My of my quilts are not "scrap" quilts, but very well-coordinated patterns.   Although after I get a pile of leftover fabric (i always buy too much) I might make something with it.
Better too much than too little.  Nothing is more frustrating that realizing halfway through that you need just a couple inches more of one particular fabric, and you can't get any more because it's been in your stash for 10 years and you don't remember where you got it.

Fabric made specifically for quilters is usually a limited run; if you want it buy it now, because in 6 months it will be discontinued.  Your quilt shop may buy only one bolt, so once it's gone, it's gone.

It may also be location based- my aunt used to hit the quilt shops in our area when she came to visit because she loved the aurora prints she could find there that they don't sell Outside. If she didn't grab it right then, her odds of ever seeing them again were nil.

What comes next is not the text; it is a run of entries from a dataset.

//! Inference provider abstractions.
//!
//! The `InferenceProvider` trait is the port the infrastructure layer
//! implements for the hosted model; `ProviderFactory` builds one from a
//! per-invocation credential.

pub mod provider;
pub mod retry;
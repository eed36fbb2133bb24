//! Studio configuration and data directory resolution.
//!
//! Reads `config.toml` from the data directory (`~/.chatstudio/` by default)
//! into [`StudioConfig`]. Falls back to defaults when the file is missing,
//! malformed, or carries out-of-range values.

use std::path::{Path, PathBuf};

use chatstudio_types::config::StudioConfig;

/// Environment variable overriding the data directory.
pub const DATA_DIR_ENV: &str = "CHATSTUDIO_DATA_DIR";

/// Resolve the data directory from environment or platform defaults.
///
/// Priority:
/// 1. `CHATSTUDIO_DATA_DIR` environment variable
/// 2. `~/.chatstudio`
pub fn resolve_data_dir() -> PathBuf {
    if let Ok(dir) = std::env::var(DATA_DIR_ENV) {
        if !dir.trim().is_empty() {
            return PathBuf::from(dir);
        }
    }

    if let Some(home) = dirs::home_dir() {
        return home.join(".chatstudio");
    }

    // Last resort: current directory
    PathBuf::from(".chatstudio")
}

/// Load studio configuration from `{data_dir}/config.toml`.
///
/// - Missing file: [`StudioConfig::default()`].
/// - Unreadable, unparsable, or out-of-range file: warning plus defaults.
pub async fn load_studio_config(data_dir: &Path) -> StudioConfig {
    let config_path = data_dir.join("config.toml");

    let content = match tokio::fs::read_to_string(&config_path).await {
        Ok(content) => content,
        Err(err) if err.kind() == std::io::ErrorKind::NotFound => {
            tracing::debug!("No config.toml found at {}, using defaults", config_path.display());
            return StudioConfig::default();
        }
        Err(err) => {
            tracing::warn!("Failed to read {}: {err}, using defaults", config_path.display());
            return StudioConfig::default();
        }
    };

    let config = match toml::from_str::<StudioConfig>(&content) {
        Ok(config) => config,
        Err(err) => {
            tracing::warn!(
                "Failed to parse {}: {err}, using defaults",
                config_path.display()
            );
            return StudioConfig::default();
        }
    };

    if !(0.0..=1.0).contains(&config.temperature) {
        tracing::warn!(
            temperature = config.temperature,
            "Temperature in {} is outside [0, 1], using defaults",
            config_path.display()
        );
        return StudioConfig::default();
    }

    config
}

#[cfg(test)]
mod tests {
    use super::*;
    use chatstudio_types::llm::ReasoningEffort;
    use tempfile::TempDir;

    #[tokio::test]
    async fn load_studio_config_missing_file_returns_default() {
        let tmp = TempDir::new().unwrap();
        let config = load_studio_config(tmp.path()).await;
        assert_eq!(config.model, "gpt-5");
        assert!(config.anonymize);
        assert_eq!(config.max_retries, 0);
    }

    #[tokio::test]
    async fn load_studio_config_valid_toml_returns_parsed() {
        let tmp = TempDir::new().unwrap();
        tokio::fs::write(
            tmp.path().join("config.toml"),
            r#"
model = "gpt-5-mini"
temperature = 0.7
reasoning_effort = "low"
max_retries = 2
"#,
        )
        .await
        .unwrap();

        let config = load_studio_config(tmp.path()).await;
        assert_eq!(config.model, "gpt-5-mini");
        assert!((config.temperature - 0.7).abs() < f64::EPSILON);
        assert_eq!(config.reasoning_effort, ReasoningEffort::Low);
        assert_eq!(config.max_retries, 2);
        // Unset keys keep their defaults
        assert!(config.anonymize);
        assert_eq!(config.request_timeout_secs, 300);
    }

    #[tokio::test]
    async fn load_studio_config_invalid_toml_returns_default() {
        let tmp = TempDir::new().unwrap();
        tokio::fs::write(tmp.path().join("config.toml"), "this is not { valid toml !!!")
            .await
            .unwrap();

        let config = load_studio_config(tmp.path()).await;
        assert_eq!(config.model, "gpt-5");
    }

    #[tokio::test]
    async fn load_studio_config_out_of_range_temperature_returns_default() {
        let tmp = TempDir::new().unwrap();
        tokio::fs::write(tmp.path().join("config.toml"), "model = \"x\"\ntemperature = 1.5\n")
            .await
            .unwrap();

        let config = load_studio_config(tmp.path()).await;
        assert_eq!(config.model, "gpt-5");
        assert!((config.temperature - 0.2).abs() < f64::EPSILON);
    }

    #[test]
    fn resolve_data_dir_ends_with_chatstudio_by_default() {
        // Only meaningful when the override is unset in the test environment.
        if std::env::var(DATA_DIR_ENV).is_err() {
            assert!(resolve_data_dir().ends_with(".chatstudio"));
        }
    }
}
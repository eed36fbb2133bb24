//! Observability setup for Chatbot Studio: structured logging with an
//! optional OpenTelemetry bridge.

pub mod tracing_setup;
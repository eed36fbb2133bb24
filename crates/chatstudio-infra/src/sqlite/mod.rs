//! SQLite storage layer.
//!
//! Repository implementations backed by SQLite with WAL mode and split
//! read/write connection pools.

pub mod chat;
pub mod pool;
pub mod project;

use chrono::{DateTime, SecondsFormat, Utc};

use chatstudio_types::error::RepositoryError;

pub(crate) fn parse_datetime(s: &str) -> Result<DateTime<Utc>, RepositoryError> {
    DateTime::parse_from_rfc3339(s)
        .map(|dt| dt.with_timezone(&Utc))
        .map_err(|e| RepositoryError::Query(format!("invalid datetime: {e}")))
}

/// Fixed-width UTC timestamp, so lexical order in SQL equals time order.
pub(crate) fn format_datetime(dt: &DateTime<Utc>) -> String {
    dt.to_rfc3339_opts(SecondsFormat::Micros, true)
}

/// Map a sqlx error, separating an unreachable database from a failed query.
pub(crate) fn map_query_error(e: sqlx::Error) -> RepositoryError {
    match e {
        sqlx::Error::PoolTimedOut | sqlx::Error::PoolClosed | sqlx::Error::Io(_) => {
            RepositoryError::Connection(e.to_string())
        }
        other => RepositoryError::Query(other.to_string()),
    }
}

/// Map an insert error, turning foreign key violations into `NotFound`.
pub(crate) fn map_insert_error(e: sqlx::Error) -> RepositoryError {
    match e {
        sqlx::Error::Database(db_err) if db_err.message().contains("FOREIGN KEY") => {
            RepositoryError::NotFound
        }
        other => map_query_error(other),
    }
}
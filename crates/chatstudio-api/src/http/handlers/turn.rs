//! Turn HTTP handler.
//!
//! - POST /api/v1/sessions/{id}/turns - Run one turn through the controller

use std::time::Instant;

use axum::Json;
use axum::extract::{Path, State};
use axum::http::StatusCode;
use secrecy::ExposeSecret;
use serde::Deserialize;
use uuid::Uuid;

use chatstudio_infra::secret::resolve_api_key;
use chatstudio_types::chat::{ReasoningEffort, TurnOutcome, TurnRequest, TurnStatus};

use super::parse_id;
use crate::http::error::AppError;
use crate::http::response::ApiResponse;
use crate::state::AppState;

/// Request body for a turn. Omitted fields fall back to the studio config.
#[derive(Debug, Deserialize)]
pub struct RunTurnRequest {
    #[serde(default)]
    pub system: Option<String>,
    #[serde(default)]
    pub prompt: String,
    #[serde(default)]
    pub model: Option<String>,
    #[serde(default)]
    pub temperature: Option<f64>,
    #[serde(default)]
    pub reasoning_effort: Option<ReasoningEffort>,
    #[serde(default)]
    pub anonymize: Option<bool>,
    #[serde(default)]
    pub save_only: bool,
    /// Credential for this turn only; falls back to `OPENAI_API_KEY`.
    #[serde(default)]
    pub api_key: Option<String>,
}

/// POST /api/v1/sessions/{id}/turns - Run one turn.
///
/// Responds 201 with the messages written. A failed send still leaves the
/// system/user messages in the log; the error envelope reports the cause.
pub async fn run_turn(
    State(state): State<AppState>,
    Path(id): Path<String>,
    Json(body): Json<RunTurnRequest>,
) -> Result<(StatusCode, Json<ApiResponse<TurnOutcome>>), AppError> {
    let start = Instant::now();
    let request_id = Uuid::now_v7().to_string();

    let session_id = parse_id(&id)?;
    let request = TurnRequest {
        system: body.system,
        prompt: body.prompt,
        model: body.model.unwrap_or_else(|| state.config.model.clone()),
        temperature: body.temperature.unwrap_or(state.config.temperature),
        reasoning_effort: body.reasoning_effort.unwrap_or(state.config.reasoning_effort),
        anonymize: body.anonymize.unwrap_or(state.config.anonymize),
        save_only: body.save_only,
    };
    let api_key = resolve_api_key(body.api_key.as_deref(), &state.credentials);

    let outcome = {
        let _gate = state.turn_gate.lock().await;
        state
            .turns
            .run_turn(
                session_id,
                &request,
                api_key.as_ref().map(|k| k.expose_secret()),
            )
            .await?
    };
    let elapsed = start.elapsed().as_millis() as u64;

    tracing::debug!(
        session_id,
        sent = outcome.status == TurnStatus::Sent,
        elapsed_ms = elapsed,
        "Turn completed"
    );

    Ok((
        StatusCode::CREATED,
        Json(
            ApiResponse::success(outcome, request_id, elapsed)
                .with_link("messages", &format!("/api/v1/sessions/{session_id}/messages")),
        ),
    ))
}
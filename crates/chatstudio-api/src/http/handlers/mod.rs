//! HTTP request handlers for the REST API.

pub mod message;
pub mod project;
pub mod session;
pub mod turn;

use crate::http::error::AppError;

/// Parse an integer id from a path parameter, returning a 400 error on
/// invalid format.
pub(crate) fn parse_id(s: &str) -> Result<i64, AppError> {
    s.parse::<i64>()
        .map_err(|_| AppError::Validation(format!("Invalid id: {s}")))
}
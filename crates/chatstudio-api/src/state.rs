//! Application state wiring all services together.
//!
//! AppState holds the concrete service instances used by both CLI and REST API.
//! Services are generic over repository/provider traits, but AppState pins
//! them to the concrete infra implementations.

use std::path::PathBuf;
use std::sync::Arc;
use std::time::Duration;

use chatstudio_core::chat::turn::TurnController;
use chatstudio_core::llm::retry::RetryPolicy;
use chatstudio_core::service::store::StoreService;
use chatstudio_infra::config::{load_studio_config, resolve_data_dir};
use chatstudio_infra::llm::openai::OpenAiProviderFactory;
use chatstudio_infra::secret::EnvCredentialSource;
use chatstudio_infra::sqlite::chat::SqliteChatRepository;
use chatstudio_infra::sqlite::pool::DatabasePool;
use chatstudio_infra::sqlite::project::SqliteProjectRepository;
use chatstudio_types::config::StudioConfig;

/// Concrete type aliases for the service generics pinned to infra implementations.
pub type ConcreteStoreService = StoreService<SqliteProjectRepository, SqliteChatRepository>;

pub type ConcreteTurnController =
    TurnController<SqliteProjectRepository, SqliteChatRepository, OpenAiProviderFactory>;

/// Shared application state holding all services.
#[derive(Clone)]
pub struct AppState {
    pub store: Arc<ConcreteStoreService>,
    pub turns: Arc<ConcreteTurnController>,
    pub config: Arc<StudioConfig>,
    pub credentials: EnvCredentialSource,
    pub data_dir: PathBuf,
    pub db_pool: DatabasePool,
    /// Serializes turns within this process so a turn's messages stay
    /// contiguous in the log.
    pub turn_gate: Arc<tokio::sync::Mutex<()>>,
}

impl AppState {
    /// Initialize the application state: resolve data dir, connect to DB,
    /// load config, wire services.
    pub async fn init() -> anyhow::Result<Self> {
        let data_dir = resolve_data_dir();

        tokio::fs::create_dir_all(&data_dir).await?;

        let db_pool = DatabasePool::open_in(&data_dir).await?;
        let config = load_studio_config(&data_dir).await;

        Ok(Self::from_parts(data_dir, db_pool, config))
    }

    /// Wire services over an already-open pool.
    pub fn from_parts(data_dir: PathBuf, db_pool: DatabasePool, config: StudioConfig) -> Self {
        let store = Arc::new(StoreService::new(
            SqliteProjectRepository::new(db_pool.clone()),
            SqliteChatRepository::new(db_pool.clone()),
        ));

        let factory = OpenAiProviderFactory::new(
            config.base_url.clone(),
            Duration::from_secs(config.request_timeout_secs),
        );
        let turns = TurnController::new(store.clone(), factory)
            .with_retry(RetryPolicy::from_config(&config));

        Self {
            store,
            turns: Arc::new(turns),
            config: Arc::new(config),
            credentials: EnvCredentialSource::default(),
            data_dir,
            db_pool,
            turn_gate: Arc::new(tokio::sync::Mutex::new(())),
        }
    }

    /// State over a fresh database in a leaked temp directory.
    #[cfg(test)]
    pub async fn for_tests(config: StudioConfig) -> Self {
        let dir = tempfile::tempdir().unwrap();
        let data_dir = dir.path().to_path_buf();
        // Leak tempdir so it lives for the test
        std::mem::forget(dir);
        let db_pool = DatabasePool::open_in(&data_dir).await.unwrap();
        let mut state = Self::from_parts(data_dir, db_pool, config);
        // Tests never read the real OPENAI_API_KEY.
        state.credentials = EnvCredentialSource::new("CHATSTUDIO_TEST_UNSET_API_KEY");
        state
    }
}
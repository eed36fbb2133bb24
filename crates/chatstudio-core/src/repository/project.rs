//! ProjectRepository trait definition.

use chatstudio_types::error::RepositoryError;
use chatstudio_types::project::Project;

/// Repository trait for project persistence.
///
/// Implementations live in chatstudio-infra (e.g., `SqliteProjectRepository`).
/// Uses native async fn in traits (RPITIT, Rust 2024 edition).
pub trait ProjectRepository: Send + Sync {
    /// Insert a new project and return it with its assigned id.
    fn create(
        &self,
        name: &str,
        description: &str,
    ) -> impl std::future::Future<Output = Result<Project, RepositoryError>> + Send;

    /// Get a project by id.
    fn get(
        &self,
        id: i64,
    ) -> impl std::future::Future<Output = Result<Option<Project>, RepositoryError>> + Send;

    /// List all projects in creation order.
    fn list(&self) -> impl std::future::Future<Output = Result<Vec<Project>, RepositoryError>> + Send;
}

She made me a quilt a couple of years ago and I was thrilled. When I emailed my mom for her address so I could write her a thankyou note, mom responded, "I'm sorry you like the quilt. I was going to offer to take it off your hands if you didn't like it.:-)" That's my mom. :)
Are you in Alaska, Winterlight?  I bought a fair bit of fabric when we were there a couple of years ago, and hit as many quilt shops as I could.  One shop right next to the hotel in Fairbanks, and every shop in a town that the cruise ship stopped at. :)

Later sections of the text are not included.